Pourtant, on sait que sur l’ensemble des enfants qui souffrent de surdité, qu’elle soit légère, moyenne, sévère ou profonde (voir encadré), seuls la moitié d’entre eux présentent des facteurs de risque… De plus, pour tout ce qui concerne les surdités congénitales, il est impératif que la prise en charge soit faite le plus précocement, notamment pour permettre le meilleur développement du langage possible.

En France, nous sommes donc en retard sur le dépistage auditif, comparé à de nombreux pays de même niveau de développement. Cela dit, les choses bougent en ce moment.

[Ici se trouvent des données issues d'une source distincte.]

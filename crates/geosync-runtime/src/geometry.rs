#![forbid(unsafe_code)]

//! Renderer-owned geometry handle.
//!
//! A [`GeometryHandle`] models the mutable geometry object a renderer keeps
//! for a map feature. Coordinates are stored in the view projection. Every
//! mutation bumps a revision counter and notifies change listeners, whether
//! or not the value actually changed; filtering redundant notifications is
//! the job of the change pipeline.
//!
//! Bindings only hold a [`WeakGeometryHandle`]: the renderer owns the object
//! and may drop it at any time.

use std::cell::RefCell;
use std::fmt;
use std::rc::{Rc, Weak};

use geosync_core::{Coordinates, Error, Extent, GeometryKind, Result, Snapshot};

use crate::reactive::{Emitter, Subscription};

/// Payload delivered to geometry change listeners.
#[derive(Debug, Clone, Copy, PartialEq, Eq)]
pub struct GeometryChange {
    /// Handle revision after the mutation.
    pub revision: u64,
}

struct GeometryState {
    coordinates: Coordinates,
    revision: u64,
}

struct GeometryInner {
    kind: GeometryKind,
    state: RefCell<GeometryState>,
    changes: Emitter<GeometryChange>,
}

/// Shared handle to a mutable geometry.
#[derive(Clone)]
pub struct GeometryHandle {
    inner: Rc<GeometryInner>,
}

impl fmt::Debug for GeometryHandle {
    fn fmt(&self, f: &mut fmt::Formatter<'_>) -> fmt::Result {
        let state = self.inner.state.borrow();
        f.debug_struct("GeometryHandle")
            .field("kind", &self.inner.kind)
            .field("revision", &state.revision)
            .field("positions", &state.coordinates.position_count())
            .finish()
    }
}

impl GeometryHandle {
    /// Create a handle. The kind is fixed by the initial coordinates.
    #[must_use]
    pub fn new(coordinates: Coordinates) -> Self {
        Self {
            inner: Rc::new(GeometryInner {
                kind: coordinates.kind(),
                state: RefCell::new(GeometryState {
                    coordinates,
                    revision: 0,
                }),
                changes: Emitter::new(),
            }),
        }
    }

    #[must_use]
    pub fn kind(&self) -> GeometryKind {
        self.inner.kind
    }

    /// Clone of the current native coordinates.
    #[must_use]
    pub fn coordinates(&self) -> Coordinates {
        self.inner.state.borrow().coordinates.clone()
    }

    #[must_use]
    pub fn extent(&self) -> Extent {
        Extent::of(&self.inner.state.borrow().coordinates)
    }

    #[must_use]
    pub fn snapshot(&self) -> Snapshot {
        Snapshot::new(self.coordinates())
    }

    /// Mutation counter. Starts at 0, +1 per mutation.
    #[must_use]
    pub fn revision(&self) -> u64 {
        self.inner.state.borrow().revision
    }

    /// Replace the coordinates and notify listeners.
    ///
    /// # Errors
    ///
    /// [`Error::ShapeMismatch`] if `coordinates` is of another kind. The
    /// handle is left untouched and nobody is notified.
    pub fn set_coordinates(&self, coordinates: Coordinates) -> Result<()> {
        if coordinates.kind() != self.inner.kind {
            return Err(Error::ShapeMismatch {
                expected: self.inner.kind,
                found: coordinates.kind(),
            });
        }
        let revision = {
            let mut state = self.inner.state.borrow_mut();
            state.coordinates = coordinates;
            state.revision += 1;
            state.revision
        };
        self.inner.changes.emit(&GeometryChange { revision });
        Ok(())
    }

    /// Edit the coordinates in place, then notify as [`Self::set_coordinates`].
    pub fn modify(&self, f: impl FnOnce(&mut Coordinates)) -> Result<()> {
        let mut coordinates = self.coordinates();
        f(&mut coordinates);
        self.set_coordinates(coordinates)
    }

    /// Shift every position by `(dx, dy)` in native units.
    pub fn translate(&self, dx: f64, dy: f64) -> Result<()> {
        self.modify(|coords| {
            for_each_position_mut(coords, |p| {
                p[0] += dx;
                p[1] += dy;
            });
        })
    }

    /// Notify listeners without changing coordinates.
    pub fn touch(&self) {
        let revision = {
            let mut state = self.inner.state.borrow_mut();
            state.revision += 1;
            state.revision
        };
        self.inner.changes.emit(&GeometryChange { revision });
    }

    /// Listen for mutations. Dropping the guard deregisters.
    pub fn on_change(&self, listener: impl Fn(&GeometryChange) + 'static) -> Subscription {
        self.inner.changes.subscribe(listener)
    }

    /// Change listeners whose guard is still alive.
    #[must_use]
    pub fn listener_count(&self) -> usize {
        self.inner.changes.live_listener_count()
    }

    #[must_use]
    pub fn downgrade(&self) -> WeakGeometryHandle {
        WeakGeometryHandle(Rc::downgrade(&self.inner))
    }

    #[must_use]
    pub fn ptr_eq(&self, other: &Self) -> bool {
        Rc::ptr_eq(&self.inner, &other.inner)
    }
}

/// Non-owning reference to a [`GeometryHandle`].
#[derive(Clone, Default)]
pub struct WeakGeometryHandle(Weak<GeometryInner>);

impl WeakGeometryHandle {
    /// A reference that never upgrades.
    #[must_use]
    pub fn dangling() -> Self {
        Self(Weak::new())
    }

    #[must_use]
    pub fn upgrade(&self) -> Option<GeometryHandle> {
        self.0.upgrade().map(|inner| GeometryHandle { inner })
    }

    #[must_use]
    pub fn is_alive(&self) -> bool {
        self.0.strong_count() > 0
    }
}

impl fmt::Debug for WeakGeometryHandle {
    fn fmt(&self, f: &mut fmt::Formatter<'_>) -> fmt::Result {
        f.debug_tuple("WeakGeometryHandle")
            .field(&self.is_alive())
            .finish()
    }
}

fn for_each_position_mut(coords: &mut Coordinates, mut f: impl FnMut(&mut [f64; 2])) {
    match coords {
        Coordinates::Point(p) => f(p),
        Coordinates::LineString(line) | Coordinates::MultiPoint(line) => {
            line.iter_mut().for_each(f);
        }
        Coordinates::Polygon(rings) | Coordinates::MultiLineString(rings) => {
            rings.iter_mut().flatten().for_each(f);
        }
        Coordinates::MultiPolygon(polygons) => {
            polygons.iter_mut().flatten().flatten().for_each(f);
        }
    }
}

#[cfg(test)]
mod tests {
    use super::*;
    use std::cell::Cell;

    fn line() -> Coordinates {
        Coordinates::LineString(vec![[0.0, 0.0], [1.0, 1.0]])
    }

    #[test]
    fn set_bumps_revision_and_notifies() {
        let geom = GeometryHandle::new(line());
        let seen = Rc::new(Cell::new(0u64));
        let s = Rc::clone(&seen);
        let _sub = geom.on_change(move |c| s.set(c.revision));

        geom.set_coordinates(Coordinates::LineString(vec![[2.0, 2.0]]))
            .unwrap();
        assert_eq!(geom.revision(), 1);
        assert_eq!(seen.get(), 1);
    }

    #[test]
    fn identical_write_still_notifies() {
        let geom = GeometryHandle::new(line());
        let count = Rc::new(Cell::new(0u32));
        let c = Rc::clone(&count);
        let _sub = geom.on_change(move |_| c.set(c.get() + 1));

        geom.set_coordinates(line()).unwrap();
        geom.set_coordinates(line()).unwrap();
        assert_eq!(count.get(), 2);
    }

    #[test]
    fn wrong_kind_rejected_silently() {
        let geom = GeometryHandle::new(line());
        let count = Rc::new(Cell::new(0u32));
        let c = Rc::clone(&count);
        let _sub = geom.on_change(move |_| c.set(c.get() + 1));

        let err = geom
            .set_coordinates(Coordinates::Point([0.0, 0.0]))
            .unwrap_err();
        assert_eq!(
            err,
            Error::ShapeMismatch {
                expected: GeometryKind::LineString,
                found: GeometryKind::Point,
            }
        );
        assert_eq!(geom.revision(), 0);
        assert_eq!(count.get(), 0);
    }

    #[test]
    fn translate_shifts_every_position() {
        let geom = GeometryHandle::new(Coordinates::Polygon(vec![vec![
            [0.0, 0.0],
            [1.0, 0.0],
            [0.0, 1.0],
        ]]));
        geom.translate(10.0, -1.0).unwrap();
        assert_eq!(
            geom.coordinates(),
            Coordinates::Polygon(vec![vec![[10.0, -1.0], [11.0, -1.0], [10.0, 0.0]]])
        );
    }

    #[test]
    fn touch_notifies_without_change() {
        let geom = GeometryHandle::new(line());
        let before = geom.coordinates();
        geom.touch();
        assert_eq!(geom.revision(), 1);
        assert_eq!(geom.coordinates(), before);
    }

    #[test]
    fn weak_handle_follows_owner() {
        let geom = GeometryHandle::new(line());
        let weak = geom.downgrade();
        assert!(weak.upgrade().is_some_and(|g| g.ptr_eq(&geom)));
        drop(geom);
        assert!(!weak.is_alive());
        assert!(weak.upgrade().is_none());
        assert!(WeakGeometryHandle::dangling().upgrade().is_none());
    }

    #[test]
    fn dropped_guard_deregisters() {
        let geom = GeometryHandle::new(line());
        let sub = geom.on_change(|_| {});
        assert_eq!(geom.listener_count(), 1);
        drop(sub);
        assert_eq!(geom.listener_count(), 0);
    }
}
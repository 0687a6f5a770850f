#![forbid(unsafe_code)]

//! Synchronization controller: keeps a declared coordinate property and a
//! renderer geometry in step.
//!
//! # Paths
//!
//! - **External write** ([`GeometryBinding::set_coordinates`]): validate,
//!   store as the declared value, remap into the view projection, and write
//!   into the geometry only when the result differs from what the geometry
//!   already holds. The comparison is the feedback-loop guard: echoing an
//!   emitted value back through the property is a no-op.
//! - **Internal change** (change pipeline emission): bump the revision,
//!   record the value as declared, notify [`GeometryBinding::on_update`]
//!   listeners.
//!
//! # Lifecycle
//!
//! ```text
//! new ──init──▶ initialized ──mount──▶ mounted
//!                  ▲    │                 │
//!                  │    └──deinit──▶ new  │
//!                  └──────unmount─────────┘
//! ```
//!
//! # Invariants
//!
//! 1. At rest the declared value equals the geometry's coordinates mapped to
//!    the bind projection.
//! 2. The revision advances by exactly one per update notification and never
//!    on an external write.
//! 3. After `unmount` no update notification is delivered, including one
//!    whose throttle window was open at teardown.
//!
//! # Failure Modes
//!
//! | Condition | Error |
//! |-----------|-------|
//! | `init` without a view | [`Error::MissingView`] |
//! | Kind missing from the variant's table | [`Error::MissingTransform`] |
//! | `mount` before `init` | [`Error::NotInitialized`] |
//! | `mount` after the renderer dropped the geometry | [`Error::MissingGeometry`] |
//! | Empty or wrongly nested input | [`Error::EmptyCoordinates`], [`Error::ShapeMismatch`] |
//! | Transform failure | [`Error::Transform`] |

use std::cell::RefCell;
use std::fmt;
use std::rc::{Rc, Weak};

use geosync_core::{
    Coordinates, Error, Extent, GeometryKind, Position, Result, Snapshot, TransformTable,
    point_on_surface, snapshots_equal,
};
use tracing::{debug, trace};

use crate::context::{BindOptions, BindingContext};
use crate::geometry::{GeometryHandle, WeakGeometryHandle};
use crate::pipeline::{ChangePipeline, UpdateEvent};
use crate::reactive::{Emitter, Subscription};
use crate::scheduler::Scheduler;
use crate::view::{GeometryContainer, MapView};

/// Mount/unmount lifecycle driven by the host.
pub trait Lifecycle {
    /// Resolve configuration. Fails fast on missing collaborators.
    fn init(&mut self) -> Result<()>;
    /// Start observing the geometry and hand it to the container.
    fn mount(&mut self) -> Result<()>;
    /// Stop observing and detach from the container.
    fn unmount(&mut self) -> Result<()>;
    /// Release everything `init` resolved.
    fn deinit(&mut self) -> Result<()>;
}

/// What a binding is for: its geometry kind and the transforms it may use.
pub trait GeometryVariant {
    fn kind(&self) -> GeometryKind;

    fn transform_table(&self) -> TransformTable {
        TransformTable::standard()
    }
}

impl GeometryVariant for GeometryKind {
    fn kind(&self) -> GeometryKind {
        *self
    }
}

/// Variant with an explicit transform table.
#[derive(Debug, Clone)]
pub struct CustomVariant {
    pub kind: GeometryKind,
    pub table: TransformTable,
}

impl GeometryVariant for CustomVariant {
    fn kind(&self) -> GeometryKind {
        self.kind
    }

    fn transform_table(&self) -> TransformTable {
        self.table.clone()
    }
}

/// Access to the geometry a binding manages, for nested consumers (styles,
/// interactions) that attach to the same geometry.
pub trait GeometryServices {
    fn geometry(&self) -> Option<GeometryHandle>;
}

/// Collaborators a binding needs, passed in explicitly.
#[derive(Clone)]
pub struct BindingDeps {
    pub view: Option<Rc<dyn MapView>>,
    pub container: Option<Rc<dyn GeometryContainer>>,
    pub geometry: WeakGeometryHandle,
    pub scheduler: Scheduler,
}

impl fmt::Debug for BindingDeps {
    fn fmt(&self, f: &mut fmt::Formatter<'_>) -> fmt::Result {
        f.debug_struct("BindingDeps")
            .field("view", &self.view.as_ref().map(|v| v.projection()))
            .field("container", &self.container.is_some())
            .field("geometry", &self.geometry)
            .field("scheduler", &self.scheduler)
            .finish()
    }
}

impl BindingDeps {
    /// Deps with only a geometry and a scheduler. The binding holds the
    /// geometry weakly.
    #[must_use]
    pub fn new(geometry: &GeometryHandle, scheduler: Scheduler) -> Self {
        Self {
            view: None,
            container: None,
            geometry: geometry.downgrade(),
            scheduler,
        }
    }

    #[must_use]
    pub fn with_view(mut self, view: Rc<dyn MapView>) -> Self {
        self.view = Some(view);
        self
    }

    #[must_use]
    pub fn with_container(mut self, container: Rc<dyn GeometryContainer>) -> Self {
        self.container = Some(container);
        self
    }
}

/// Result of an external write.
#[derive(Debug, Clone, Copy, PartialEq, Eq)]
pub enum SyncOutcome {
    /// Stored as declared; no context or geometry to write into yet.
    Detached,
    /// Geometry already held the same coordinates.
    Unchanged,
    /// Geometry was updated.
    Written,
}

/// Values derived from the geometry, cached per revision.
#[derive(Debug, Clone, PartialEq)]
pub struct DerivedValues {
    /// Extent in the bind projection.
    pub extent: Extent,
    /// Representative interior point in the bind projection.
    pub point: Option<Position>,
    /// Native coordinates at computation time.
    pub view_coordinates: Coordinates,
}

#[derive(Debug, Default)]
struct SyncState {
    declared: Option<Coordinates>,
    revision: u64,
}

#[derive(Debug, Default)]
struct DerivedCache {
    revision: Option<u64>,
    values: Option<DerivedValues>,
}

/// Two-way binding between a declared coordinate property and a geometry.
pub struct GeometryBinding {
    variant: Box<dyn GeometryVariant>,
    options: BindOptions,
    deps: BindingDeps,
    context: Option<Rc<BindingContext>>,
    state: Rc<RefCell<SyncState>>,
    updates: Emitter<UpdateEvent>,
    pipeline: Option<ChangePipeline>,
    derived: RefCell<DerivedCache>,
}

impl fmt::Debug for GeometryBinding {
    fn fmt(&self, f: &mut fmt::Formatter<'_>) -> fmt::Result {
        f.debug_struct("GeometryBinding")
            .field("kind", &self.kind())
            .field("initialized", &self.is_initialized())
            .field("mounted", &self.is_mounted())
            .field("revision", &self.revision())
            .finish_non_exhaustive()
    }
}

impl GeometryBinding {
    pub fn new(
        variant: impl GeometryVariant + 'static,
        deps: BindingDeps,
        options: BindOptions,
    ) -> Self {
        Self {
            variant: Box::new(variant),
            options,
            deps,
            context: None,
            state: Rc::new(RefCell::new(SyncState::default())),
            updates: Emitter::new(),
            pipeline: None,
            derived: RefCell::new(DerivedCache::default()),
        }
    }

    #[must_use]
    pub fn kind(&self) -> GeometryKind {
        self.variant.kind()
    }

    #[must_use]
    pub fn options(&self) -> &BindOptions {
        &self.options
    }

    #[must_use]
    pub fn context(&self) -> Option<&BindingContext> {
        self.context.as_deref()
    }

    #[must_use]
    pub fn is_initialized(&self) -> bool {
        self.context.is_some()
    }

    #[must_use]
    pub fn is_mounted(&self) -> bool {
        self.pipeline.is_some()
    }

    /// Current declared value, in the bind projection.
    #[must_use]
    pub fn coordinates(&self) -> Option<Coordinates> {
        self.state.borrow().declared.clone()
    }

    /// Number of update notifications delivered so far.
    #[must_use]
    pub fn revision(&self) -> u64 {
        self.state.borrow().revision
    }

    /// Assign the declared coordinates.
    ///
    /// # Errors
    ///
    /// Validation and transform errors. On a validation error the declared
    /// value is left unchanged.
    pub fn set_coordinates(&self, coordinates: Coordinates) -> Result<SyncOutcome> {
        coordinates.validate(self.kind())?;
        self.state.borrow_mut().declared = Some(coordinates.clone());
        self.sync_to_native(&coordinates)
    }

    fn sync_to_native(&self, declared: &Coordinates) -> Result<SyncOutcome> {
        match self.context.as_deref() {
            Some(context) => self.write_through(context, declared),
            None => {
                trace!("declared value stored; nothing to sync yet");
                Ok(SyncOutcome::Detached)
            }
        }
    }

    fn write_through(
        &self,
        context: &BindingContext,
        declared: &Coordinates,
    ) -> Result<SyncOutcome> {
        let Some(geometry) = self.deps.geometry.upgrade() else {
            trace!("geometry released; declared value stored only");
            return Ok(SyncOutcome::Detached);
        };

        let remapped = Snapshot::new(context.to_view_projection(declared)?);
        if snapshots_equal(&remapped, &geometry.snapshot()) {
            trace!(kind = %self.kind(), "native geometry already matches; write skipped");
            return Ok(SyncOutcome::Unchanged);
        }

        debug!(
            kind = %self.kind(),
            positions = remapped.coordinates.position_count(),
            "writing declared coordinates to native geometry"
        );
        geometry.set_coordinates(remapped.into_coordinates())?;
        if let Some(pipeline) = &self.pipeline {
            pipeline.note_external_write();
        }
        Ok(SyncOutcome::Written)
    }

    /// Listen for `update:coordinates` notifications.
    pub fn on_update(&self, listener: impl Fn(&UpdateEvent) + 'static) -> Subscription {
        self.updates.subscribe(listener)
    }

    /// Extent of the geometry in the bind projection.
    pub fn extent(&self) -> Result<Option<Extent>> {
        Ok(self.derived()?.map(|values| values.extent))
    }

    /// Representative interior point in the bind projection.
    pub fn point(&self) -> Result<Option<Position>> {
        Ok(self.derived()?.and_then(|values| values.point))
    }

    /// Geometry coordinates in the view projection.
    pub fn view_coordinates(&self) -> Result<Option<Coordinates>> {
        Ok(self.derived()?.map(|values| values.view_coordinates))
    }

    /// All derived values. Recomputed only after the revision advanced;
    /// `None` without a context, view, or live geometry.
    pub fn derived(&self) -> Result<Option<DerivedValues>> {
        let (Some(context), Some(_), Some(geometry)) = (
            self.context.as_ref(),
            self.deps.view.as_ref(),
            self.deps.geometry.upgrade(),
        ) else {
            return Ok(None);
        };

        let revision = self.revision();
        let mut cache = self.derived.borrow_mut();
        if cache.revision == Some(revision)
            && let Some(values) = &cache.values
        {
            return Ok(Some(values.clone()));
        }

        let native = geometry.coordinates();
        let bound = context.to_bind_projection(&native)?;
        let point = point_on_surface(&native)
            .map(|p| context.position_to_bind_projection(p))
            .transpose()?;
        let values = DerivedValues {
            extent: Extent::of(&bound),
            point,
            view_coordinates: native,
        };
        cache.revision = Some(revision);
        cache.values = Some(values.clone());
        trace!(revision, "derived values recomputed");
        Ok(Some(values))
    }

    fn update_sink(
        state: Weak<RefCell<SyncState>>,
        updates: Emitter<UpdateEvent>,
    ) -> impl Fn(UpdateEvent) -> Result<()> {
        move |event: UpdateEvent| {
            let Some(state) = state.upgrade() else {
                return Ok(());
            };
            let revision = {
                let mut st = state.borrow_mut();
                st.revision += 1;
                st.declared = Some(event.value.clone());
                st.revision
            };
            debug!(revision, event = %event.name(), "geometry changed; notifying");
            updates.emit(&event);
            Ok(())
        }
    }
}

impl Lifecycle for GeometryBinding {
    fn init(&mut self) -> Result<()> {
        if self.context.is_some() {
            return Ok(());
        }
        let context = BindingContext::new(
            self.kind(),
            &self.variant.transform_table(),
            self.deps.view.as_deref(),
            &self.options,
        )?;

        // The context is kept only once the stored declared value is in sync.
        let declared = self.state.borrow().declared.clone();
        if let Some(declared) = declared {
            self.write_through(&context, &declared)?;
        }
        self.context = Some(Rc::new(context));
        debug!(kind = %self.kind(), "geometry binding initialized");
        Ok(())
    }

    fn mount(&mut self) -> Result<()> {
        if self.pipeline.is_some() {
            return Ok(());
        }
        let context = self.context.clone().ok_or(Error::NotInitialized)?;
        let geometry = self
            .deps
            .geometry
            .upgrade()
            .ok_or(Error::MissingGeometry)?;

        self.pipeline = Some(ChangePipeline::attach(
            &geometry,
            context,
            self.deps.scheduler.clone(),
            self.options.throttle,
            Self::update_sink(Rc::downgrade(&self.state), self.updates.clone()),
        ));
        if let Some(container) = &self.deps.container {
            container.set_geometry(Some(geometry));
        }
        debug!(kind = %self.kind(), "geometry binding mounted");
        Ok(())
    }

    fn unmount(&mut self) -> Result<()> {
        let Some(mut pipeline) = self.pipeline.take() else {
            return Ok(());
        };
        pipeline.detach();
        if let Some(container) = &self.deps.container {
            container.set_geometry(None);
        }
        debug!(kind = %self.kind(), "geometry binding unmounted");
        Ok(())
    }

    fn deinit(&mut self) -> Result<()> {
        self.unmount()?;
        self.context = None;
        *self.derived.borrow_mut() = DerivedCache::default();
        Ok(())
    }
}

impl GeometryServices for GeometryBinding {
    fn geometry(&self) -> Option<GeometryHandle> {
        self.deps.geometry.upgrade()
    }
}
#![forbid(unsafe_code)]

//! Cooperative single-threaded timer scheduler.
//!
//! Deferred work (throttle flushes) is queued here as one-shot timers and run
//! when the host drives the scheduler with [`Scheduler::run_until`],
//! [`Scheduler::advance`], or [`Scheduler::run_pending`]. Nothing runs on
//! another thread, so a task never overlaps a synchronous write path.
//!
//! # Clocks
//!
//! - [`Scheduler::new`] reads the system clock.
//! - [`Scheduler::manual`] starts from a fixed instant and only moves when
//!   the scheduler is driven. Tests use it to step through throttle windows
//!   deterministically.
//!
//! # Invariants
//!
//! | Property | Guarantee |
//! |----------|-----------|
//! | Ordering | Timers fire by `(deadline, schedule order)` |
//! | Cancellation | A cancelled timer never runs |
//! | Re-entrancy | No internal borrow is held while a task runs; tasks may schedule or cancel |
//! | Logical time | While a task runs, a manual clock reads that task's deadline |
//!
//! # Failure Modes
//!
//! | Condition | Behavior |
//! |-----------|----------|
//! | Task returns `Err` | Driving stops and a manual clock still reaches the target; the error is returned. Later timers stay queued for the next drive call |
//! | Cancel of a fired timer | Returns `false` |

use std::cell::RefCell;
use std::cmp::Reverse;
use std::collections::{BinaryHeap, HashMap};
use std::fmt;
use std::rc::Rc;

use geosync_core::Result;
use tracing::trace;
use web_time::{Duration, Instant};

/// Identifier of a scheduled timer.
#[derive(Debug, Clone, Copy, PartialEq, Eq, Hash, PartialOrd, Ord)]
pub struct TimerId(u64);

impl TimerId {
    #[must_use]
    pub fn raw(self) -> u64 {
        self.0
    }
}

/// Where the scheduler reads "now" from.
#[derive(Debug, Clone, Copy, PartialEq, Eq)]
pub enum ClockMode {
    System,
    Manual,
}

type Task = Box<dyn FnOnce() -> Result<()>>;

struct SchedulerInner {
    mode: ClockMode,
    /// Manual clock reading. Unused in system mode.
    now: Instant,
    next_seq: u64,
    queue: BinaryHeap<Reverse<(Instant, u64)>>,
    tasks: HashMap<u64, Task>,
    fired: u64,
}

impl SchedulerInner {
    fn pop_due(&mut self, now: Instant) -> Option<(Instant, u64, Task)> {
        while let Some(&Reverse((deadline, seq))) = self.queue.peek() {
            if !self.tasks.contains_key(&seq) {
                // Cancelled; drop the stale heap entry.
                self.queue.pop();
                continue;
            }
            if deadline > now {
                return None;
            }
            self.queue.pop();
            return self.tasks.remove(&seq).map(|task| (deadline, seq, task));
        }
        None
    }
}

/// Shared handle to a cooperative timer queue.
///
/// Cloning shares the same queue and clock.
#[derive(Clone)]
pub struct Scheduler {
    inner: Rc<RefCell<SchedulerInner>>,
}

impl Default for Scheduler {
    fn default() -> Self {
        Self::new()
    }
}

impl fmt::Debug for Scheduler {
    fn fmt(&self, f: &mut fmt::Formatter<'_>) -> fmt::Result {
        let inner = self.inner.borrow();
        f.debug_struct("Scheduler")
            .field("mode", &inner.mode)
            .field("pending", &inner.tasks.len())
            .field("fired", &inner.fired)
            .finish()
    }
}

impl Scheduler {
    /// Scheduler driven by the system clock.
    #[must_use]
    pub fn new() -> Self {
        Self::with_mode(ClockMode::System, Instant::now())
    }

    /// Scheduler with a manual clock starting at `start`.
    #[must_use]
    pub fn manual(start: Instant) -> Self {
        Self::with_mode(ClockMode::Manual, start)
    }

    fn with_mode(mode: ClockMode, start: Instant) -> Self {
        Self {
            inner: Rc::new(RefCell::new(SchedulerInner {
                mode,
                now: start,
                next_seq: 0,
                queue: BinaryHeap::new(),
                tasks: HashMap::new(),
                fired: 0,
            })),
        }
    }

    #[must_use]
    pub fn mode(&self) -> ClockMode {
        self.inner.borrow().mode
    }

    /// Current time as seen by scheduled work.
    #[must_use]
    pub fn now(&self) -> Instant {
        let inner = self.inner.borrow();
        match inner.mode {
            ClockMode::System => Instant::now(),
            ClockMode::Manual => inner.now,
        }
    }

    /// Queue `task` to run once `delay` has elapsed.
    pub fn schedule_after(
        &self,
        delay: Duration,
        task: impl FnOnce() -> Result<()> + 'static,
    ) -> TimerId {
        let deadline = self.now() + delay;
        let mut inner = self.inner.borrow_mut();
        let seq = inner.next_seq;
        inner.next_seq += 1;
        inner.queue.push(Reverse((deadline, seq)));
        inner.tasks.insert(seq, Box::new(task));
        trace!(timer = seq, ?delay, "timer scheduled");
        TimerId(seq)
    }

    /// Cancel a pending timer. Returns whether it was still pending.
    pub fn cancel(&self, id: TimerId) -> bool {
        let removed = self.inner.borrow_mut().tasks.remove(&id.0).is_some();
        if removed {
            trace!(timer = id.0, "timer cancelled");
        }
        removed
    }

    #[must_use]
    pub fn is_pending(&self, id: TimerId) -> bool {
        self.inner.borrow().tasks.contains_key(&id.0)
    }

    #[must_use]
    pub fn pending_timers(&self) -> usize {
        self.inner.borrow().tasks.len()
    }

    /// Total number of timers that have run.
    #[must_use]
    pub fn fired(&self) -> u64 {
        self.inner.borrow().fired
    }

    /// Deadline of the earliest pending timer.
    #[must_use]
    pub fn next_deadline(&self) -> Option<Instant> {
        let mut inner = self.inner.borrow_mut();
        while let Some(&Reverse((deadline, seq))) = inner.queue.peek() {
            if inner.tasks.contains_key(&seq) {
                return Some(deadline);
            }
            inner.queue.pop();
        }
        None
    }

    /// Run every timer due at or before `now`, in deadline order.
    ///
    /// Timers scheduled by running tasks are included when they also fall
    /// due by `now`. A manual clock ends at `now` (it never moves backward).
    /// Returns the number of timers that ran.
    pub fn run_until(&self, now: Instant) -> Result<usize> {
        let mut ran = 0;
        loop {
            let task = {
                let mut inner = self.inner.borrow_mut();
                let Some((deadline, seq, task)) = inner.pop_due(now) else {
                    break;
                };
                if inner.mode == ClockMode::Manual && deadline > inner.now {
                    inner.now = deadline;
                }
                inner.fired += 1;
                trace!(timer = seq, "timer fired");
                task
            };
            ran += 1;
            if let Err(err) = task() {
                self.settle_clock(now);
                return Err(err);
            }
        }

        self.settle_clock(now);
        Ok(ran)
    }

    /// Move a manual clock up to `now`, never backward.
    fn settle_clock(&self, now: Instant) {
        let mut inner = self.inner.borrow_mut();
        if inner.mode == ClockMode::Manual && now > inner.now {
            inner.now = now;
        }
    }

    /// Move the clock forward by `by` and run everything that fell due.
    pub fn advance(&self, by: Duration) -> Result<usize> {
        self.run_until(self.now() + by)
    }

    /// Run timers already due without moving a manual clock.
    pub fn run_pending(&self) -> Result<usize> {
        self.run_until(self.now())
    }
}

Mais comme toujours en matière de santé publique, il y a des questions de sous (prise en charge de l’examen par la sécurité sociale, coût du matériel), de formation et de disponibilité du personnel. Rajoutez à cela le fait que les appareils de dépistage ne sont pas fiables à 100% (mais aucun ne le sont) et qu’ils sont générateurs d’angoisse chez les parents en cas de test « faux négatif » (test en faveur d’une surdité mais qui ne l’est pas en réalité).

Certains y voient également un risque de modification du lien mère/enfant. Mais quand on sait qu’aujourd’hui, 70% des diagnostics de surdité sont encore faits par les parents, donc souvent très tard, on se dit qu’au final, les bébés ont quand même tout intérêt au dépistage systématique à la naissance ! Sinon, un dépistage clinique est de toute façon effectué par le pédiatre lors des visites obligatoires du 4e et du 9e mois de l’enfant, et encore un à 2 ans

 

Ouïe de bébé: quels sont les troubles les plus fréquents ?

Il y a deux grandes « familles » en matière de surdité :

Les surdités de perception, qui atteignent l’oreille interne et sont non réversibles. Elles concernent un enfant sur mille à la naissance, 60% d’entre elles sont d’origine génétique, 20% sont liées à des infections et 20% sont de causes inconnues. Ce sont elles que l’on cherche dès  la naissance, car elles sont souvent d’intensité moyenne à profonde et peuvent nécessiter opérations et/ou appareillages précoces.

 

Les surdités de transmission, réversibles. Elles représentent 90% des cas de surdités chez les 0-6 ans. Elles sont dues à 90% à des otites séreuses. Les otites séreuses apparaissent autour d’un an, elles correspondent à du liquide derrière le tympan qui va gêner l’audition.

Ce liquide peut s’infecter et donner une otite moyenne aigue nécessitant traitement, mais les otites séreuses en elles-mêmes n’ont pas de traitements médicaux réellement efficaces. Elles restent en place de manière latente pendant des années et guérissent en grandissant. Quand elles occasionnent des retards de langage, des otites aigues à répétition (plus de 3 en 6 mois) ou un déficit auditif marqué (enfant qui parle fort, qui fait répéter, qui ne répond pas à son prénom, qui devient isolé, voire agressif car il ne perçoit que l’agressivité de notre ton quand on lui répète les choses pour la 3e fois), on peut procéder à une ablation des végétations ou à une pose d’aérateurs trans-tympaniques, dits « yoyos ».

Ces derniers permettent au liquide de s’évacuer et du jour au lendemain, les enfants entendent bien. Ils ne tiennent souvent pas plus d’un an, mais dans l’intervalle, l’otite séreuse a guéri d’elle-même dans 70 à 80% des cas. En fait, 95% des otites séreuses évoluent vers la guérison et 5% en complication (il en existe deux sortes, dont une grave). En cas d’otite séreuse, la surveillance doit être bisannuelle.

Des parents atteints de troubles de l’audition peuvent-ils les transmettre à leurs enfants ?

 

Pas pour ce qui concerne les surdités de transmission (liées à l’otite) ni les surdités de perception liées à des infections. Quant aux surdités congénitales, elles sont consécutives à des mutations de gènes. Ce n’est donc pas parce que les parents sont sourds qu’ils auront un enfant sourd et inversement… Un dépistage devrait finir de les rassurer.